**What you are asked to do:**
Please set down word for word every line from the one holding "assert_eq!(patch.delivered, None);" to the end of the data below, both included.

(Saved entries)
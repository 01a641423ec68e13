//! # Statistics Aggregator
//!
//! Derives fleet counts and averages from a vehicle collection, and
//! reconciles them with server-supplied aggregates.
//!
//! ## Precedence
//! ```text
//! ┌─────────────────────────────────────────────────────────────────────────┐
//! │                  derived ⊕ authoritative → statistics                   │
//! │                                                                         │
//! │  field          authoritative present?   result                         │
//! │  ─────────────  ───────────────────────  ─────────────────────────────  │
//! │  total          yes                      authoritative                  │
//! │  idle ...       no                       derived                        │
//! │  averageSpeed   yes (even 0.0)           authoritative                  │
//! │                 no                       derived                        │
//! │                                                                         │
//! │  authoritative = None  →  derived unchanged                             │
//! └─────────────────────────────────────────────────────────────────────────┘
//! ```
//!
//! "Present" means the key existed with a usable value. A legitimate `0` from
//! the server is present and wins over a non-zero derived value.

use serde::{Deserialize, Serialize};
use serde_json::{Map, Value};
use ts_rs::TS;

use crate::error::{CoreError, CoreResult};
use crate::payload::unwrap_data_envelope;
use crate::vehicle::{parse_timestamp, Vehicle, VehicleStatus};

// =============================================================================
// Statistics
// =============================================================================

/// Fleet aggregate metrics.
///
/// `idle + en_route + delivered + maintenance <= total`; the gap is vehicles
/// whose status is not one of the four known ones.
#[derive(Debug, Clone, Copy, PartialEq, Default, Serialize, Deserialize, TS)]
#[serde(rename_all = "camelCase")]
#[ts(export)]
pub struct Statistics {
    pub total: u32,
    pub idle: u32,
    pub en_route: u32,
    pub delivered: u32,
    pub maintenance: u32,
    /// Mean of `speed` over vehicles moving faster than 0; 0 if none are.
    pub average_speed: f64,
}

impl Statistics {
    /// Count for one status bucket. Unknown statuses have no bucket.
    pub fn count_for(&self, status: &VehicleStatus) -> u32 {
        match status {
            VehicleStatus::Idle => self.idle,
            VehicleStatus::EnRoute => self.en_route,
            VehicleStatus::Delivered => self.delivered,
            VehicleStatus::Maintenance => self.maintenance,
            VehicleStatus::Other(_) => 0,
        }
    }

    /// Sum of the four known status buckets.
    pub fn classified(&self) -> u32 {
        self.idle
            .saturating_add(self.en_route)
            .saturating_add(self.delivered)
            .saturating_add(self.maintenance)
    }

    /// Full patch carrying every field of `self`.
    pub fn to_patch(&self) -> StatisticsPatch {
        StatisticsPatch {
            total: Some(self.total),
            idle: Some(self.idle),
            en_route: Some(self.en_route),
            delivered: Some(self.delivered),
            maintenance: Some(self.maintenance),
            average_speed: Some(self.average_speed),
            server_time_ms: None,
        }
    }

    /// Secondary figures shown under the fleet stats panel.
    pub fn summary(&self) -> FleetSummary {
        FleetSummary {
            active_routes: self.en_route.saturating_add(self.idle),
            completed: self.delivered,
        }
    }
}

/// Derived "at a glance" figures.
#[derive(Debug, Clone, Copy, PartialEq, Eq, Serialize, TS)]
#[serde(rename_all = "camelCase")]
#[ts(export)]
pub struct FleetSummary {
    /// Vehicles still on a route: moving plus idle.
    pub active_routes: u32,
    pub completed: u32,
}

// =============================================================================
// Authoritative Patch
// =============================================================================

/// Statistics as received from the backend. Every field may be absent.
#[derive(Debug, Clone, Copy, PartialEq, Default)]
pub struct StatisticsPatch {
    pub total: Option<u32>,
    pub idle: Option<u32>,
    pub en_route: Option<u32>,
    pub delivered: Option<u32>,
    pub maintenance: Option<u32>,
    pub average_speed: Option<f64>,
    /// Server-reported time of the aggregate, epoch ms.
    pub server_time_ms: Option<i64>,
}

impl StatisticsPatch {
    /// Parses a statistics payload, bare or enveloped under `data`.
    ///
    /// Backend variants disagree on key names, so each field accepts the
    /// spellings seen in the wild (`total`/`totalVehicles`,
    /// `enRoute`/`en_route`/`moving`, `averageSpeed`/`average_speed`/`avgSpeed`).
    pub fn from_value(raw: &Value) -> CoreResult<Self> {
        let obj = unwrap_data_envelope(raw)
            .as_object()
            .ok_or_else(|| CoreError::InvalidPayload("statistics must be an object".into()))?;

        Ok(StatisticsPatch {
            total: count(obj, &["total", "totalVehicles"]),
            idle: count(obj, &["idle"]),
            en_route: count(obj, &["enRoute", "en_route", "moving"]),
            delivered: count(obj, &["delivered"]),
            maintenance: count(obj, &["maintenance"]),
            average_speed: ["averageSpeed", "average_speed", "avgSpeed"]
                .iter()
                .filter_map(|k| obj.get(*k))
                .find_map(Value::as_f64)
                .filter(|s| s.is_finite() && *s >= 0.0),
            server_time_ms: ["timestamp", "lastUpdated"]
                .iter()
                .filter_map(|k| obj.get(*k))
                .find_map(parse_timestamp),
        })
    }

    /// True when no statistic field is present.
    pub fn is_empty(&self) -> bool {
        self.total.is_none()
            && self.idle.is_none()
            && self.en_route.is_none()
            && self.delivered.is_none()
            && self.maintenance.is_none()
            && self.average_speed.is_none()
    }
}

fn count(obj: &Map<String, Value>, keys: &[&str]) -> Option<u32> {
    keys.iter()
        .filter_map(|k| obj.get(*k))
        .find_map(|v| {
            v.as_u64()
                .or_else(|| v.as_f64().filter(|f| f.is_finite() && *f >= 0.0).map(|f| f as u64))
        })
        .map(|n| u32::try_from(n).unwrap_or(u32::MAX))
}

// =============================================================================
// Aggregation
// =============================================================================

/// Computes derived statistics in a single pass.
pub fn aggregate(vehicles: &[Vehicle]) -> Statistics {
    let mut stats = Statistics {
        total: u32::try_from(vehicles.len()).unwrap_or(u32::MAX),
        ..Default::default()
    };
    let mut speed_sum = 0.0;
    let mut moving = 0u32;

    for vehicle in vehicles {
        match vehicle.status {
            VehicleStatus::Idle => stats.idle += 1,
            VehicleStatus::EnRoute => stats.en_route += 1,
            VehicleStatus::Delivered => stats.delivered += 1,
            VehicleStatus::Maintenance => stats.maintenance += 1,
            VehicleStatus::Other(_) => {}
        }
        if vehicle.speed > 0.0 {
            speed_sum += vehicle.speed;
            moving += 1;
        }
    }

    if moving > 0 {
        stats.average_speed = speed_sum / f64::from(moving);
    }
    stats
}

/// Merges derived statistics with the authoritative patch, if any.
///
/// ## Example
/// ```rust
/// use fleet_core::statistics::{reconcile, Statistics, StatisticsPatch};
///
/// let derived = Statistics { total: 10, idle: 4, average_speed: 31.5, ..Default::default() };
/// let patch = StatisticsPatch { total: Some(12), average_speed: Some(0.0), ..Default::default() };
///
/// let merged = reconcile(&derived, Some(&patch));
/// assert_eq!(merged.total, 12);         // authoritative
/// assert_eq!(merged.idle, 4);           // derived, patch had none
/// assert_eq!(merged.average_speed, 0.0); // authoritative 0 still wins
/// ```
pub fn reconcile(derived: &Statistics, authoritative: Option<&StatisticsPatch>) -> Statistics {
    let Some(patch) = authoritative else {
        return *derived;
    };

    Statistics {
        total: patch.total.unwrap_or(derived.total),
        idle: patch.idle.unwrap_or(derived.idle),
        en_route: patch.en_route.unwrap_or(derived.en_route),
        delivered: patch.delivered.unwrap_or(derived.delivered),
        maintenance: patch.maintenance.unwrap_or(derived.maintenance),
        average_speed: patch.average_speed.unwrap_or(derived.average_speed),
    }
}

#[cfg(test)]
mod tests {
    use super::*;
    use crate::vehicle::normalize;
    use serde_json::json;

    fn vehicle(id: &str, status: &str, speed: f64) -> Vehicle {
        normalize(&json!({ "id": id, "status": status, "speed": speed })).unwrap()
    }

    #[test]
    fn test_aggregate_counts_and_average() {
        let fleet = vec![
            vehicle("a", "idle", 0.0),
            vehicle("b", "moving", 40.0),
            vehicle("c", "en_route", 60.0),
            vehicle("d", "delivered", 0.0),
            vehicle("e", "maintenance", 0.0),
            vehicle("f", "parked", 20.0),
        ];
        let stats = aggregate(&fleet);
        assert_eq!(stats.total, 6);
        assert_eq!(stats.idle, 1);
        assert_eq!(stats.en_route, 2);
        assert_eq!(stats.delivered, 1);
        assert_eq!(stats.maintenance, 1);
        assert!(stats.classified() < stats.total);
        assert_eq!(stats.average_speed, 40.0);
    }

    #[test]
    fn test_aggregate_no_moving_vehicles() {
        let fleet = vec![vehicle("a", "idle", 0.0), vehicle("b", "delivered", 0.0)];
        let stats = aggregate(&fleet);
        assert_eq!(stats.average_speed, 0.0);
        assert!(stats.classified() <= stats.total);

        assert_eq!(aggregate(&[]), Statistics::default());
    }

    #[test]
    fn test_reconcile_without_authority() {
        let derived = aggregate(&[vehicle("a", "idle", 12.0)]);
        assert_eq!(reconcile(&derived, None), derived);
        assert_eq!(reconcile(&derived, Some(&StatisticsPatch::default())), derived);
    }

    #[test]
    fn test_reconcile_prefers_authoritative_counts() {
        let derived = Statistics {
            total: 3,
            idle: 1,
            en_route: 1,
            delivered: 1,
            maintenance: 0,
            average_speed: 25.0,
        };
        let patch = StatisticsPatch {
            total: Some(50),
            en_route: Some(30),
            ..Default::default()
        };
        let merged = reconcile(&derived, Some(&patch));
        assert_eq!(merged.total, 50);
        assert_eq!(merged.en_route, 30);
        assert_eq!(merged.idle, 1);
        assert_eq!(merged.average_speed, 25.0);
    }

    #[test]
    fn test_reconcile_authoritative_zero_speed_wins() {
        let derived = Statistics { average_speed: 42.0, ..Default::default() };
        let patch = StatisticsPatch { average_speed: Some(0.0), ..Default::default() };
        assert_eq!(reconcile(&derived, Some(&patch)).average_speed, 0.0);
    }

    #[test]
    fn test_reconcile_is_idempotent() {
        let stats = Statistics {
            total: 9,
            idle: 2,
            en_route: 3,
            delivered: 2,
            maintenance: 1,
            average_speed: 33.3,
        };
        let once = reconcile(&stats, Some(&stats.to_patch()));
        assert_eq!(once, stats);
        assert_eq!(reconcile(&once, Some(&once.to_patch())), once);
    }

    #[test]
    fn test_patch_parsing_aliases_and_envelope() {
        let patch = StatisticsPatch::from_value(&json!({
            "data": {
                "totalVehicles": 20,
                "moving": 8,
                "idle": 5,
                "avgSpeed": 37.5,
                "timestamp": "2024-01-15T10:30:00Z"
            }
        }))
        .unwrap();
        assert_eq!(patch.total, Some(20));
        assert_eq!(patch.en_route, Some(8));
        assert_eq!(patch.idle, Some(5));
        assert_eq!(patch.delivered, None);
        assert_eq!(patch.average_speed, Some(37.5));
        assert_eq!(patch.server_time_ms, Some(1_705_314_600_000));
    }

    #[test]
    fn test_patch_parsing_rejects_non_object() {
        assert!(StatisticsPatch::from_value(&json!([1, 2])).is_err());
        assert!(StatisticsPatch::from_value(&json!({})).unwrap().is_empty());
    }

    #[test]
    fn test_summary() {
        let stats = Statistics { idle: 2, en_route: 5, delivered: 7, ..Default::default() };
        assert_eq!(stats.summary(), FleetSummary { active_routes: 7, completed: 7 });
        assert_eq!(stats.count_for(&VehicleStatus::EnRoute), 5);
        assert_eq!(stats.count_for(&VehicleStatus::Other("x".into())), 0);
    }

    #[test]
    fn test_summary_saturates_huge_authoritative_counts() {
        let patch = StatisticsPatch::from_value(&json!({
            "idle": 4_294_967_295u64,
            "enRoute": 1,
            "delivered": 99_999_999_999u64
        }))
        .unwrap();
        assert_eq!(patch.delivered, Some(u32::MAX));

        let stats = reconcile(&Statistics::default(), Some(&patch));
        assert_eq!(stats.summary().active_routes, u32::MAX);
        assert_eq!(stats.summary().completed, u32::MAX);
        assert_eq!(stats.classified(), u32::MAX);
    }
}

**Solution to the problem:**
        assert_eq!(patch.delivered, None);
        assert_eq!(patch.average_speed, Some(37.5));
        assert_eq!(patch.server_time_ms, Some(1_705_314_600_000));
    }

    #[test]
    fn test_patch_parsing_rejects_non_object() {
        assert!(StatisticsPatch::from_value(&json!([1, 2])).is_err());
        assert!(StatisticsPatch::from_value(&json!({})).unwrap().is_empty());
    }

    #[test]
    fn test_summary() {
        let stats = Statistics { idle: 2, en_route: 5, delivered: 7, ..Default::default() };
        assert_eq!(stats.summary(), FleetSummary { active_routes: 7, completed: 7 });
        assert_eq!(stats.count_for(&VehicleStatus::EnRoute), 5);
        assert_eq!(stats.count_for(&VehicleStatus::Other("x".into())), 0);
    }

    #[test]
    fn test_summary_saturates_huge_authoritative_counts() {
        let patch = StatisticsPatch::from_value(&json!({
            "idle": 4_294_967_295u64,
            "enRoute": 1,
            "delivered": 99_999_999_999u64
        }))
        .unwrap();
        assert_eq!(patch.delivered, Some(u32::MAX));

        let stats = reconcile(&Statistics::default(), Some(&patch));
        assert_eq!(stats.summary().active_routes, u32::MAX);
        assert_eq!(stats.summary().completed, u32::MAX);
        assert_eq!(stats.classified(), u32::MAX);
    }
}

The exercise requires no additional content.